Sounds like your ahead, that's great, good for you, that is cool!

Heather

It's really hard to say Heather. My doc is so good with the brainspotting stuff in particular that it's restoring my belief in shamanism. We started out the session with me describing some of my feelings that are in this thread. But then she diverted my attention to something else that was more of the present but was also really nagging me, bothering me. Oddly the two were deeply connected--both were tapping into some of the same feelings of embarrassment and profound need for self-control. And while she was doing the second or third bit of brainspotting--I was already having of my own dissociative sensations kicking in like elongation of my body and feet not touching the ground... ...then I just sort of fell into it.

It was intense and I slept a LOT afterwards. Couldn't stay awake on the subway home in fact.

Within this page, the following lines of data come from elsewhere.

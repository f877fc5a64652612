//! Virtual device implementations.

mod thermostat;

pub use thermostat::{SUPPORTED_MODES, ThermostatState, VirtualThermostat};
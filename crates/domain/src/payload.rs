//! Key-value payload carried by requests, responses and events.
//!
//! Requests arrive with arbitrary JSON values. Each accessor below states
//! what it returns when the key is missing, so callers pick the policy
//! explicitly instead of relying on implicit conversions.

use serde::{Deserialize, Serialize};
use serde_json::{Map, Number, Value};

/// A JSON object with typed accessors.
#[derive(Debug, Clone, Default, PartialEq, Serialize, Deserialize)]
#[serde(transparent)]
pub struct Payload(Map<String, Value>);

impl Payload {
    /// An empty payload.
    #[must_use]
    pub fn new() -> Self {
        Self::default()
    }

    /// Whether the payload has no fields.
    #[must_use]
    pub fn is_empty(&self) -> bool {
        self.0.is_empty()
    }

    /// Raw access to a field.
    #[must_use]
    pub fn get(&self, key: &str) -> Option<&Value> {
        self.0.get(key)
    }

    /// Read a number, substituting `default` when the key is missing.
    ///
    /// A present key holding something other than a number reads as `0.0`.
    #[must_use]
    pub fn f32_or(&self, key: &str, default: f32) -> f32 {
        self.0.get(key).map_or(default, value_as_f32)
    }

    /// Read a number without a presence check.
    ///
    /// Missing keys and non-numeric values both read as `0.0`, the value a
    /// null converts to.
    #[must_use]
    pub fn f32_lenient(&self, key: &str) -> f32 {
        self.0.get(key).map_or(0.0, value_as_f32)
    }

    /// Read a string, substituting `default` when the key is missing or does
    /// not hold a string.
    #[must_use]
    pub fn str_or<'a>(&'a self, key: &str, default: &'a str) -> &'a str {
        self.0.get(key).and_then(Value::as_str).unwrap_or(default)
    }

    /// Insert a raw value, replacing any previous one.
    pub fn insert(&mut self, key: impl Into<String>, value: Value) {
        self.0.insert(key.into(), value);
    }

    /// Insert a number using its shortest decimal form.
    pub fn insert_f32(&mut self, key: impl Into<String>, value: f32) {
        self.insert(key, number(value));
    }

    /// Insert a string.
    pub fn insert_str(&mut self, key: impl Into<String>, value: impl Into<String>) {
        self.insert(key, Value::String(value.into()));
    }
}

impl From<Payload> for Value {
    fn from(payload: Payload) -> Self {
        Value::Object(payload.0)
    }
}

/// Convert an `f32` into a JSON number without widening noise.
///
/// `21.4_f32` widened to `f64` is `21.399999618530273`; going through the
/// shortest decimal form keeps `21.4` on the wire. Non-finite values become
/// `null`.
#[must_use]
pub fn number(value: f32) -> Value {
    value
        .to_string()
        .parse::<f64>()
        .ok()
        .and_then(Number::from_f64)
        .map_or(Value::Null, Value::Number)
}

#[allow(clippy::cast_possible_truncation)]
fn value_as_f32(value: &Value) -> f32 {
    value.as_f64().map_or(0.0, |v| v as f32)
}

#[cfg(test)]
mod tests {
    use super::*;
    use serde_json::json;

    fn payload(value: Value) -> Payload {
        serde_json::from_value(value).unwrap()
    }

    #[test]
    fn should_read_number_when_key_present() {
        let p = payload(json!({"temperature": 22.5}));
        assert!((p.f32_or("temperature", 1.0) - 22.5).abs() < f32::EPSILON);
    }

    #[test]
    fn should_substitute_default_when_key_missing() {
        let p = Payload::new();
        assert!((p.f32_or("temperature", 1.0) - 1.0).abs() < f32::EPSILON);
    }

    #[test]
    fn should_read_zero_when_present_value_is_not_a_number() {
        let p = payload(json!({"temperature": "warm"}));
        assert!(p.f32_or("temperature", 1.0).abs() < f32::EPSILON);
    }

    #[test]
    fn should_read_zero_leniently_when_key_missing() {
        let p = Payload::new();
        assert!(p.f32_lenient("temperature").abs() < f32::EPSILON);
    }

    #[test]
    fn should_read_integer_as_number() {
        let p = payload(json!({"temperature": -2}));
        assert!((p.f32_lenient("temperature") + 2.0).abs() < f32::EPSILON);
    }

    #[test]
    fn should_substitute_default_string_when_not_a_string() {
        let p = payload(json!({"thermostatMode": 3}));
        assert_eq!(p.str_or("thermostatMode", ""), "");
        assert_eq!(Payload::new().str_or("thermostatMode", "AUTO"), "AUTO");
    }

    #[test]
    fn should_insert_f32_without_widening_noise() {
        let mut p = Payload::new();
        p.insert_f32("temperature", 21.4);
        assert_eq!(p.get("temperature"), Some(&json!(21.4)));
        assert_eq!(serde_json::to_string(&p).unwrap(), r#"{"temperature":21.4}"#);
    }

    #[test]
    fn should_map_non_finite_to_null() {
        assert_eq!(number(f32::NAN), Value::Null);
        assert_eq!(number(f32::INFINITY), Value::Null);
    }

    #[test]
    fn should_serialize_as_plain_object() {
        let mut p = Payload::new();
        p.insert_str("thermostatMode", "COOL");
        let value: Value = p.into();
        assert_eq!(value, json!({"thermostatMode": "COOL"}));
    }
}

Wish I could give you some simple magic instructions about tapping your heels together thrice or something. But I've got nothing. My body and mind maybe were ready for it. And I credit my sherpa and guide on this journey for helping take me there. :dontknow:
 
Hi Blues,
You're not making it up! You don't have to remember it now and from my experience some things tend to get harder to remember if you try and force yourself to, especially since it was that painful. I think everyone, or at least most people at some point underestimate the abuse, because we grew up with a lot of it and/or it just mixed in with the normal parts of our lives, making it hard to see that it WASN'T normal. Perhaps you may never really remember it, or just not fully. But the value of the memories of abuse don't have to be less than the value of the memory of the exact words she said. (I hope that made sense the way I meant it to) *hugs*
 
"dissociative sensations kicking in like elongation of my body and feet not touching the ground."


Holy cow! I get similar feelings to those. Very powerful they are too. Wow, never read anyone comment that hit home like that. I find them quite terrifying and very much connected with death/mortallity.